* _WHAT YOU WILL DO_
Repeat the first line of the listing and each line after it, exactly, through the line containing "let config = Config::load()?;".

- - -

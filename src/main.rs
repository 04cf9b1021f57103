//! Courier webhook event-delivery service.
//!
//! Main entry point. Consumes events from the log, fans them out as signed
//! webhook deliveries and retries failed deliveries in the background until
//! a shutdown signal arrives.

use std::{sync::Arc, time::Duration};

use anyhow::{Context, Result};
use courier_core::{storage::Storage, Clock, RealClock};
use courier_delivery::{DeliveryClient, PostgresWebhookStore, RetryScheduler, WebhookStore};
use sqlx::postgres::PgPoolOptions;
use tokio_util::sync::CancellationToken;
use tracing::{error, info, warn};

mod config;

use config::Config;

#[tokio::main]
async fn main() -> Result<()> {
    let config = Config::load()?;

    init_tracing(&config.rust_log);

    info!("Starting Courier webhook delivery service");
    info!(
        database_url = %config.database_url_masked(),
        max_connections = config.database_max_connections,
        worker_count = config.worker_count,
        sweep_interval_seconds = config.sweep_interval_seconds,
        "Configuration loaded"
    );

    let db_pool = create_database_pool(&config).await?;
    info!("Database connection pool established");

    Storage::new(db_pool.clone()).migrate().await.context("Failed to apply database schema")?;
    info!("Database migrations completed");

    let clock: Arc<dyn Clock> = Arc::new(RealClock::new());
    let store: Arc<dyn WebhookStore> = Arc::new(PostgresWebhookStore::with_clock(
        Arc::new(Storage::new(db_pool.clone())),
        clock.clone(),
    ));
    let client = Arc::new(
        DeliveryClient::with_clock(config.to_client_config(), clock.clone())
            .context("Failed to create delivery client")?,
    );

    let cancellation_token = CancellationToken::new();

    let scheduler = RetryScheduler::new(
        store.clone(),
        client.clone(),
        clock.clone(),
        config.to_sweeper_config(),
    );
    let scheduler_handle = tokio::spawn({
        let token = cancellation_token.clone();
        async move { scheduler.run(token).await }
    });

    #[cfg(feature = "kafka")]
    let consumer = start_consumer(&config, store, client, clock).await?;

    #[cfg(not(feature = "kafka"))]
    warn!("Built without the `kafka` feature, only the retry scheduler is running");

    info!("Courier is ready");

    shutdown_signal().await;
    info!("Shutdown signal received, starting graceful shutdown");

    #[cfg(feature = "kafka")]
    if let Err(e) = consumer.shutdown_graceful(config.shutdown_timeout()).await {
        error!(error = %e, "Event consumer did not shut down cleanly");
    }

    cancellation_token.cancel();
    match tokio::time::timeout(config.shutdown_timeout(), scheduler_handle).await {
        Ok(Ok(())) => info!("Retry scheduler stopped"),
        Ok(Err(e)) => error!(error = %e, "Retry scheduler task failed"),
        Err(_) => warn!("Retry scheduler shutdown grace period expired"),
    }

    db_pool.close().await;
    info!("Database connections closed");

    info!("Courier shutdown complete");
    Ok(())
}

/// Connects to Kafka and starts the event consumer.
#[cfg(feature = "kafka")]
async fn start_consumer(
    config: &Config,
    store: Arc<dyn WebhookStore>,
    client: Arc<DeliveryClient>,
    clock: Arc<dyn Clock>,
) -> Result<courier_consumer::EventConsumer> {
    use courier_consumer::{EventConsumer, KafkaDeadLetterSink, KafkaEventSource};
    use courier_delivery::Dispatcher;

    let kafka_config = config.to_kafka_config();
    let source = KafkaEventSource::connect(&kafka_config).context("Failed to connect to Kafka")?;
    let dead_letters = KafkaDeadLetterSink::connect(&kafka_config)
        .context("Failed to create dead-letter producer")?;

    let dispatcher = Dispatcher::new(store, client, clock.clone(), config.to_delivery_config());
    let mut consumer = EventConsumer::new(
        Arc::new(source),
        Arc::new(dead_letters),
        Arc::new(dispatcher),
        config.to_consumer_config(),
        clock,
    );
    consumer.start().await.context("Failed to start event consumer")?;

    info!(
        topic = %kafka_config.topic,
        dead_letter_topic = %kafka_config.dead_letter_topic,
        "Event consumer started"
    );
    Ok(consumer)
}

/// Initializes tracing with environment-based configuration.
fn init_tracing(default_filter: &str) {
    use tracing_subscriber::{fmt, layer::SubscriberExt, util::SubscriberInitExt, EnvFilter};

    let filter = EnvFilter::try_from_default_env()
        .or_else(|_| EnvFilter::try_new(default_filter))
        .unwrap_or_else(|_| EnvFilter::new("info"));

    let fmt_layer = fmt::layer()
        .with_target(true)
        .with_thread_ids(true)
        .with_thread_names(true)
        .with_file(true)
        .with_line_number(true);

    tracing_subscriber::registry().with(filter).with(fmt_layer).init();
}

/// Creates the database connection pool with retry logic.
async fn create_database_pool(config: &Config) -> Result<sqlx::PgPool> {
    let mut retries = 0;
    const MAX_RETRIES: u32 = 5;
    const RETRY_DELAY: Duration = Duration::from_secs(2);

    loop {
        match PgPoolOptions::new()
            .max_connections(config.database_max_connections)
            .min_connections(config.database_min_connections)
            .acquire_timeout(Duration::from_secs(10))
            .idle_timeout(Duration::from_secs(600))
            .max_lifetime(Duration::from_secs(1800))
            .connect(&config.database_url)
            .await
        {
            Ok(pool) => {
                Storage::new(pool.clone())
                    .health_check()
                    .await
                    .context("Failed to verify database connection")?;

                return Ok(pool);
            },
            Err(e) if retries < MAX_RETRIES => {
                retries += 1;
                warn!(
                    attempt = retries,
                    max_retries = MAX_RETRIES,
                    error = %e,
                    "Database connection failed, retrying"
                );
                tokio::time::sleep(RETRY_DELAY).await;
            },
            Err(e) => {
                return Err(e).context("Failed to create database connection pool after retries");
            },
        }
    }
}

/// Waits for shutdown signal (CTRL+C or SIGTERM).
async fn shutdown_signal() {
    let ctrl_c = async {
        tokio::signal::ctrl_c().await.expect("failed to install Ctrl+C handler");
    };

    #[cfg(unix)]
    let terminate = async {
        tokio::signal::unix::signal(tokio::signal::unix::SignalKind::terminate())
            .expect("failed to install SIGTERM handler")
            .recv()
            .await;
    };

    #[cfg(not(unix))]
    let terminate = std::future::pending::<()>();

    tokio::select! {
        _ = ctrl_c => {
            info!("Received CTRL+C signal");
        },
        _ = terminate => {
            info!("Received SIGTERM signal");
        },
    }
}
impl WebhookPayload {
    /// Serializes the payload to the bytes that are signed and sent.
    ///
    /// # Errors
    ///
    /// Returns an error if the payload cannot be serialized.
    pub fn to_bytes(&self) -> serde_json::Result<Vec<u8>> {
        serde_json::to_vec(self)
    }

    /// Converts the payload into a JSON document for storage.
    ///
    /// # Errors
    ///
    /// Returns an error if the payload cannot be serialized.
    pub fn to_value(&self) -> serde_json::Result<Value> {
        serde_json::to_value(self)
    }

    /// Restores a payload from a stored snapshot.
    ///
    /// # Errors
    ///
    /// Returns an error if the snapshot does not have the payload shape.
    pub fn from_value(value: Value) -> serde_json::Result<Self> {
        serde_json::from_value(value)
    }
}

#[cfg(test)]
mod tests {
    use serde_json::json;

    use super::*;

    fn webhook(events: &[&str]) -> Webhook {
        Webhook::new(
            AccountId::new(),
            "https://example.com/hook",
            events.iter().map(ToString::to_string).collect(),
        )
    }

    #[test]
    fn generated_secret_has_prefix_and_entropy() {
        let first = generate_secret();
        let second = generate_secret();

        assert!(first.starts_with(SECRET_PREFIX));
        assert_eq!(first.len(), SECRET_PREFIX.len() + 64);
        assert_ne!(first, second);
    }

    #[test]
    fn paused_and_deleted_webhooks_are_not_deliverable() {
        let mut hook = webhook(&["user.created"]);
        assert!(hook.is_deliverable());

        hook.status = WebhookStatus::Paused;
        assert!(!hook.is_deliverable());

        hook.status = WebhookStatus::Active;
        hook.deleted_at = Some(Utc::now());
        assert!(!hook.is_deliverable());
        assert!(!hook.accepts("user.created", None));
    }

    #[test]
    fn campaign_scope_filter() {
        let campaign = CampaignId::new();
        let mut hook = webhook(&["referral.converted"]);

        assert!(hook.in_scope(None));
        assert!(hook.in_scope(Some(campaign)));

        hook.campaign_id = Some(campaign);
        assert!(hook.in_scope(Some(campaign)));
        assert!(!hook.in_scope(Some(CampaignId::new())));
        assert!(!hook.in_scope(None));
    }

    #[test]
    fn subscription_is_exact_match() {
        let hook = webhook(&["user.created", "reward.granted"]);

        assert!(hook.subscribes_to("reward.granted"));
        assert!(!hook.subscribes_to("user.verified"));
        assert!(!hook.subscribes_to("user"));
    }

    #[test]
    fn status_text_round_trip() {
        for status in [WebhookStatus::Active, WebhookStatus::Paused, WebhookStatus::Failed] {
            assert_eq!(status.to_string().parse::<WebhookStatus>().unwrap(), status);
        }
        assert!("deleted".parse::<DeliveryStatus>().is_err());
        assert!(DeliveryStatus::Success.is_terminal());
        assert!(!DeliveryStatus::Pending.is_terminal());
    }

    #[test]
    fn payload_serializes_in_wire_order() {
        let account_id = AccountId(Uuid::nil());
        let created_at = DateTime::parse_from_rfc3339("2024-05-01T12:30:45.123Z")
            .unwrap()
            .with_timezone(&Utc);
        let envelope = EventEnvelope::new(
            "user.created",
            account_id,
            json!({"zeta": 1, "alpha": {"b": 2, "a": 1}}),
            created_at,
        );

        let payload = envelope.for_delivery(DeliveryId(Uuid::nil()));
        let body = String::from_utf8(payload.to_bytes().unwrap()).unwrap();

        assert_eq!(
            body,
            concat!(
                r#"{"id":"00000000-0000-0000-0000-000000000000","type":"user.created","#,
                r#""created_at":"2024-05-01T12:30:45Z","data":{"alpha":{"a":1,"b":2},"zeta":1},"#,
                r#""account_id":"00000000-0000-0000-0000-000000000000"}"#
            )
        );
    }

    #[test]
    fn stored_snapshot_reserializes_identically() {
        let envelope = EventEnvelope::new(
            "reward.granted",
            AccountId::new(),
            json!({"amount": 10}),
            Utc::now(),
        );
        let payload = envelope.for_delivery(DeliveryId::new());
        let original = payload.to_bytes().unwrap();

        // The store hands back a JSON document whose key order may differ.
        let stored: Value = serde_json::from_slice(&original).unwrap();
        let restored = WebhookPayload::from_value(stored).unwrap();

        assert_eq!(restored.to_bytes().unwrap(), original);
    }

    #[test]
    fn envelope_shares_timestamp_across_deliveries() {
        let envelope = EventEnvelope::new("user.created", AccountId::new(), json!({}), Utc::now());

        let first = envelope.for_delivery(DeliveryId::new());
        let second = envelope.for_delivery(DeliveryId::new());

        assert_ne!(first.id, second.id);
        assert_eq!(first.created_at, second.created_at);
        assert_eq!(first.data, second.data);
    }

    #[test]
    fn update_applies_to_record() {
        let now = Utc::now();
        let mut delivery = WebhookDelivery::pending(
            DeliveryId::new(),
            WebhookId::new(),
            "user.created",
            json!({}),
            now,
        );
        assert_eq!(delivery.attempt_number, 1);

        delivery.apply(&DeliveryUpdate::abandoned("webhook deleted"), now);

        assert_eq!(delivery.status, DeliveryStatus::Failed);
        assert_eq!(delivery.error_message.as_deref(), Some("webhook deleted"));
        assert!(delivery.next_retry_at.is_none());
    }

    #[test]
    fn ids_parse_from_strings() {
        let id = AccountId::new();
        assert_eq!(id.to_string().parse::<AccountId>().unwrap(), id);
        assert!("not-a-uuid".parse::<AccountId>().is_err());
    }
}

- - -

* _TASK RESPONSE_
filename src/main.rs
repository 04cf9b1021f57103
//! Courier webhook event-delivery service.
//!
//! Main entry point. Consumes events from the log, fans them out as signed
//! webhook deliveries and retries failed deliveries in the background until
//! a shutdown signal arrives.

use std::{sync::Arc, time::Duration};

use anyhow::{Context, Result};
use courier_core::{storage::Storage, Clock, RealClock};
use courier_delivery::{DeliveryClient, PostgresWebhookStore, RetryScheduler, WebhookStore};
use sqlx::postgres::PgPoolOptions;
use tokio_util::sync::CancellationToken;
use tracing::{error, info, warn};

mod config;

use config::Config;

#[tokio::main]
async fn main() -> Result<()> {
    let config = Config::load()?;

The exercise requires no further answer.